◆ YOUR OBJECTIVE: Take the data below and copy exactly the lines starting at the one with "keys, and TTLs" and finishing at the one with "SystemTime::now()", both included.

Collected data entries
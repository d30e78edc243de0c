//! Lock Module
//!
//! Lease-based distributed mutual exclusion over a [`KeyValueStore`].
//!
//! ## Lease Encoding
//! ```text
//!   key:   lock_<resource>
//!   value: "<expiry, unix millis>:<holder id>"
//!          e.g. "1760781234567:6f1c0e8a54b24c3f9d1e2a7b3c4d5e6f"
//!   ttl:   lock_duration_ms rounded up to whole seconds (at least 1 s)
//! ```
//!
//! The whole value is the holder's token. A reader that finds an
//! expiry in the past treats the lease as stale and may take it over with
//! get-and-replace; only the caller whose replace returns the exact stale
//! value it read wins.
//!
//! ## Guarantees
//! - At most one valid holder per resource under normal operation
//! - A crashed holder's lease becomes acquirable after `lock_duration_ms`
//! - `acquire` gives up after `max_wait_ms` (plus at most one poll interval)
//! - No fairness among waiters
//!
//! [`KeyValueStore`]: crate::store::KeyValueStore

mod lease;
mod manager;

pub use lease::{CancellationToken, Lease};
pub use manager::LockManager;
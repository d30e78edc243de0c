//! Response definitions
//!
//! Represents responses to clients.

use crate::error::{LeaseError, Result};
use crate::store::Value;

/// Response status codes
#[derive(Debug, Clone, Copy, PartialEq, Eq)]
#[repr(u8)]
pub enum Status {
    Ok = 0x00,
    NotFound = 0x01,
    Error = 0x02,
}

/// A response to send to client
#[derive(Debug, Clone, PartialEq, Eq)]
pub struct Response {
    /// Status code
    pub status: Status,

    /// Optional payload (encoded value for OK, error message for ERROR)
    pub payload: Option<Vec<u8>>,
}

impl Response {
    /// Create an OK response carrying a value
    pub fn ok(value: &Value) -> Result<Self> {
        Ok(Self {
            status: Status::Ok,
            payload: Some(bincode::serialize(value)?),
        })
    }

    /// Create a NOT_FOUND response
    pub fn not_found() -> Self {
        Self {
            status: Status::NotFound,
            payload: None,
        }
    }

    /// Create an ERROR response
    pub fn error(message: &str) -> Self {
        Self {
            status: Status::Error,
            payload: Some(message.as_bytes().to_vec()),
        }
    }

    /// Map a value to OK, or NOT_FOUND for `Nil`
    pub fn from_value(value: &Value) -> Result<Self> {
        if value.is_nil() {
            Ok(Self::not_found())
        } else {
            Self::ok(value)
        }
    }

    /// Turn a response back into a value, surfacing ERROR as a store error
    pub fn into_value(self) -> Result<Value> {
        match self.status {
            Status::Ok => {
                let payload = self.payload.ok_or_else(|| {
                    LeaseError::Protocol("OK response without payload".to_string())
                })?;
                Ok(bincode::deserialize(&payload)?)
            }
            Status::NotFound => Ok(Value::Nil),
            Status::Error => {
                let message = self
                    .payload
                    .map(|p| String::from_utf8_lossy(&p).into_owned())
                    .unwrap_or_default();
                Err(LeaseError::Store(message))
            }
        }
    }
}
//! Clock Module
//!
//! Wall-clock time and sleeping behind a trait, so lease timestamps, key
//! expiry, and the lock's poll loop can run against simulated time in tests.

use std::sync::atomic::{AtomicU64, Ordering};
use std::time::{Duration, SystemTime, UNIX_EPOCH};

/// Source of time for leases, window keys, and TTLs
pub trait Clock: Send + Sync {
    /// Milliseconds since the Unix epoch
    fn now_millis(&self) -> u64;

    /// Block the calling thread for `duration`
    fn sleep(&self, duration: Duration);
}

/// Real time: `SystemTime` and `std::thread::sleep`
#[derive(Debug, Default, Clone, Copy)]
pub struct SystemClock;

impl Clock for SystemClock {
    fn now_millis(&self) -> u64 {
        SystemTime::now()
            .duration_since(UNIX_EPOCH)
            .map(|d| d.as_millis() as u64)
            .unwrap_or(0)
    }

    fn sleep(&self, duration: Duration) {
        std::thread::sleep(duration);
    }
}

/// Simulated time. `sleep` advances the clock instead of blocking.
#[derive(Debug, Default)]
pub struct ManualClock {
    now_ms: AtomicU64,
}

impl ManualClock {
    /// Create a clock starting at `start_ms`
    pub fn new(start_ms: u64) -> Self {
        Self {
            now_ms: AtomicU64::new(start_ms),
        }
    }

    /// Move time forward by `ms`
    pub fn advance(&self, ms: u64) {
        self.now_ms.fetch_add(ms, Ordering::SeqCst);
    }

    /// Jump to an absolute time
    pub fn set(&self, ms: u64) {
        self.now_ms.store(ms, Ordering::SeqCst);
    }
}

impl Clock for ManualClock {
    fn now_millis(&self) -> u64 {
        self.now_ms.load(Ordering::SeqCst)
    }

    fn sleep(&self, duration: Duration) {
        self.advance(duration.as_millis() as u64);
    }
}
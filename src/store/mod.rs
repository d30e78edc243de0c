//! Store Module
//!
//! The key-value primitives the lock manager and rate limiter are built on.
//!
//! ## Implementations
//! - [`MemoryStore`]: in-process map with per-key expiry; also backs the server
//! - [`RemoteStore`]: the same primitives over TCP, one connection per call
//!
//! Every primitive is atomic on its own. Anything that needs several steps
//! to happen without interleaving goes through [`KeyValueStore::run_script`].

mod memory;
mod remote;

pub use memory::MemoryStore;
pub use remote::RemoteStore;

use serde::{Deserialize, Serialize};

use crate::error::Result;
use crate::script::Script;

/// Result of a primitive or a script
#[derive(Debug, Clone, PartialEq, Eq, Serialize, Deserialize)]
pub enum Value {
    /// No value (absent key, or a script returning nothing)
    Nil,

    /// Integer reply
    Int(i64),

    /// String reply
    Text(String),
}

impl Value {
    /// Integer view; `Nil` and text are `None`
    pub fn as_int(&self) -> Option<i64> {
        match self {
            Value::Int(n) => Some(*n),
            _ => None,
        }
    }

    pub fn is_nil(&self) -> bool {
        matches!(self, Value::Nil)
    }
}

/// Shared, expiring key-value store
pub trait KeyValueStore: Send + Sync {
    /// Set `key` only if it holds no live value. True iff it was set.
    fn set_if_absent(&self, key: &str, value: &str) -> Result<bool>;

    /// `set_if_absent` plus a TTL in one atomic step
    fn set_if_absent_ex(&self, key: &str, value: &str, ttl_secs: u64) -> Result<bool>;

    /// Current live value
    fn get(&self, key: &str) -> Result<Option<String>>;

    /// Atomically replace the value, returning the previous one. Clears any TTL.
    fn get_and_replace(&self, key: &str, value: &str) -> Result<Option<String>>;

    /// Increment an integer value; an absent key counts as 0
    fn incr(&self, key: &str) -> Result<i64>;

    /// Set a TTL in seconds. True iff the key existed.
    fn expire(&self, key: &str, ttl_secs: u64) -> Result<bool>;

    /// Remaining TTL in seconds; `None` if absent or without expiry
    fn ttl(&self, key: &str) -> Result<Option<u64>>;

    /// Remove `key`, returning how many keys were removed (0 or 1)
    fn delete(&self, key: &str) -> Result<u64>;

    /// Run `script` atomically against `keys` with `args`
    fn run_script(&self, script: &dyn Script, keys: &[String], args: &[String]) -> Result<Value>;
}
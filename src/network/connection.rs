//! Connection Handler
//!
//! Serves one client: read a command, execute it, write the response, repeat.

use std::io::{BufReader, BufWriter, ErrorKind};
use std::net::TcpStream;
use std::sync::Arc;
use std::time::Duration;

use crate::engine::Engine;
use crate::error::{LeaseError, Result};
use crate::protocol::{read_command, write_response, Command, Response};

/// Handles a single client connection
pub struct Connection {
    /// Buffered read half
    reader: BufReader<TcpStream>,

    /// Buffered write half
    writer: BufWriter<TcpStream>,

    /// Shared engine executing commands
    engine: Arc<Engine>,

    /// Peer address for logging
    peer_addr: String,
}

impl Connection {
    /// Wrap an accepted stream
    pub fn new(stream: TcpStream, engine: Arc<Engine>) -> Result<Self> {
        let peer_addr = stream
            .peer_addr()
            .map(|a| a.to_string())
            .unwrap_or_else(|_| "unknown".to_string());

        // Requests are tiny; don't let Nagle batch them
        stream.set_nodelay(true)?;

        let read_stream = stream.try_clone()?;
        Ok(Self {
            reader: BufReader::new(read_stream),
            writer: BufWriter::new(stream),
            engine,
            peer_addr,
        })
    }

    /// Configure connection timeouts (0 leaves a direction unbounded)
    ///
    /// The server always passes a non-zero read timeout; see [`Config::validate`].
    ///
    /// [`Config::validate`]: crate::config::Config::validate
    pub fn set_timeouts(&mut self, read_ms: u64, write_ms: u64) -> Result<()> {
        if read_ms > 0 {
            self.reader
                .get_ref()
                .set_read_timeout(Some(Duration::from_millis(read_ms)))?;
        }
        if write_ms > 0 {
            self.writer
                .get_ref()
                .set_write_timeout(Some(Duration::from_millis(write_ms)))?;
        }
        Ok(())
    }

    /// Handle the connection (blocking until closed)
    ///
    /// Returns `Ok` when the client goes away or idles past the read timeout,
    /// `Err` on a malformed request or an unexpected I/O failure.
    pub fn handle(&mut self) -> Result<()> {
        tracing::debug!("Connection established from {}", self.peer_addr);

        loop {
            let command = match read_command(&mut self.reader) {
                Ok(cmd) => cmd,
                Err(ref e) if is_disconnect(e) || is_timeout(e) => {
                    tracing::debug!("Client {} done: {}", self.peer_addr, e);
                    return Ok(());
                }
                Err(e) => {
                    tracing::warn!("Error reading from {}: {}", self.peer_addr, e);
                    let _ = self.send_response(Response::error(&e.to_string()));
                    return Err(e);
                }
            };

            tracing::trace!("Received command from {}: {:?}", self.peer_addr, command);

            let response = self.execute_command(command);

            if let Err(e) = self.send_response(response) {
                if is_disconnect(&e) {
                    tracing::debug!(
                        "Client {} disconnected before response could be sent: {}",
                        self.peer_addr,
                        e
                    );
                    return Ok(());
                }
                tracing::warn!("Error writing to {}: {}", self.peer_addr, e);
                return Err(e);
            }
        }
    }

    /// Execute a command and return a response
    fn execute_command(&self, command: Command) -> Response {
        let result = self
            .engine
            .execute(command)
            .and_then(|value| Response::from_value(&value));
        match result {
            Ok(response) => response,
            Err(e) => {
                tracing::debug!("Command from {} failed: {}", self.peer_addr, e);
                Response::error(&e.to_string())
            }
        }
    }

    fn send_response(&mut self, response: Response) -> Result<()> {
        write_response(&mut self.writer, &response)
    }
}

/// The peer closed, reset, or aborted the connection
fn is_disconnect(err: &LeaseError) -> bool {
    matches!(
        err,
        LeaseError::Io(e) if matches!(
            e.kind(),
            ErrorKind::UnexpectedEof
                | ErrorKind::ConnectionReset
                | ErrorKind::ConnectionAborted
                | ErrorKind::BrokenPipe
        )
    )
}

/// Read timeout (Unix reports WouldBlock, Windows TimedOut)
fn is_timeout(err: &LeaseError) -> bool {
    matches!(
        err,
        LeaseError::Io(e) if matches!(e.kind(), ErrorKind::WouldBlock | ErrorKind::TimedOut)
    )
}
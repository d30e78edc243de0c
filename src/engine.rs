//! Engine Module
//!
//! Executes decoded commands against the server's store.
//!
//! ## Responsibilities
//! - Route each [`Command`] to the matching store primitive
//! - Resolve `EVAL` requests through the script registry
//! - Sweep expired keys on request from the server loop

use std::sync::Arc;

use crate::clock::{Clock, SystemClock};
use crate::error::Result;
use crate::protocol::Command;
use crate::script::ScriptRegistry;
use crate::store::{KeyValueStore, MemoryStore, Value};

/// The store behind a server
///
/// ## Concurrency Model
///
/// All state lives in one [`MemoryStore`], whose keyspace mutex serializes
/// every primitive and script. Connections share the engine through an
/// `Arc` and need no further coordination.
pub struct Engine {
    /// Keyspace
    store: Arc<MemoryStore>,

    /// Scripts clients may run by name
    scripts: ScriptRegistry,
}

impl Engine {
    /// Engine on the system clock with the built-in scripts
    pub fn new() -> Self {
        Self::with_clock(Arc::new(SystemClock))
    }

    /// Engine whose key expiry follows `clock`
    pub fn with_clock(clock: Arc<dyn Clock>) -> Self {
        Self {
            store: Arc::new(MemoryStore::with_clock(clock)),
            scripts: ScriptRegistry::with_builtins(),
        }
    }

    /// Replace the script registry
    pub fn with_scripts(mut self, scripts: ScriptRegistry) -> Self {
        self.scripts = scripts;
        self
    }

    /// Execute a command
    ///
    /// Booleans come back as `Int(0|1)`, absent values as `Nil`.
    pub fn execute(&self, command: Command) -> Result<Value> {
        let store = &self.store;
        let value = match command {
            Command::SetNx { key, value } => flag(store.set_if_absent(&key, &value)?),
            Command::SetNxEx {
                key,
                value,
                ttl_secs,
            } => flag(store.set_if_absent_ex(&key, &value, ttl_secs)?),
            Command::Get { key } => text(store.get(&key)?),
            Command::GetSet { key, value } => text(store.get_and_replace(&key, &value)?),
            Command::Incr { key } => Value::Int(store.incr(&key)?),
            Command::Expire { key, ttl_secs } => flag(store.expire(&key, ttl_secs)?),
            Command::Ttl { key } => match store.ttl(&key)? {
                Some(secs) => Value::Int(secs as i64),
                None => Value::Nil,
            },
            Command::Delete { key } => Value::Int(store.delete(&key)? as i64),
            Command::Eval { script, keys, args } => {
                let script = self.scripts.get(&script)?;
                store.run_script(script.as_ref(), &keys, &args)?
            }
            Command::Ping => Value::Text("PONG".to_string()),
        };
        Ok(value)
    }

    /// Drop expired keys; returns how many were removed
    pub fn purge_expired(&self) -> usize {
        self.store.purge_expired()
    }

    // =========================================================================
    // Accessors (for testing and debugging)
    // =========================================================================

    /// Shared handle to the underlying store
    pub fn store(&self) -> Arc<MemoryStore> {
        Arc::clone(&self.store)
    }

    /// The scripts this engine can run
    pub fn scripts(&self) -> &ScriptRegistry {
        &self.scripts
    }
}

impl Default for Engine {
    fn default() -> Self {
        Self::new()
    }
}

fn flag(b: bool) -> Value {
    Value::Int(i64::from(b))
}

fn text(value: Option<String>) -> Value {
    value.map_or(Value::Nil, Value::Text)
}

◆ RESULT FOR THIS TASK:
/// Source of time for leases, window keys, and TTLs
pub trait Clock: Send + Sync {
    /// Milliseconds since the Unix epoch
    fn now_millis(&self) -> u64;

    /// Block the calling thread for `duration`
    fn sleep(&self, duration: Duration);
}

/// Real time: `SystemTime` and `std::thread::sleep`
#[derive(Debug, Default, Clone, Copy)]
pub struct SystemClock;

impl Clock for SystemClock {
    fn now_millis(&self) -> u64 {
        SystemTime::now()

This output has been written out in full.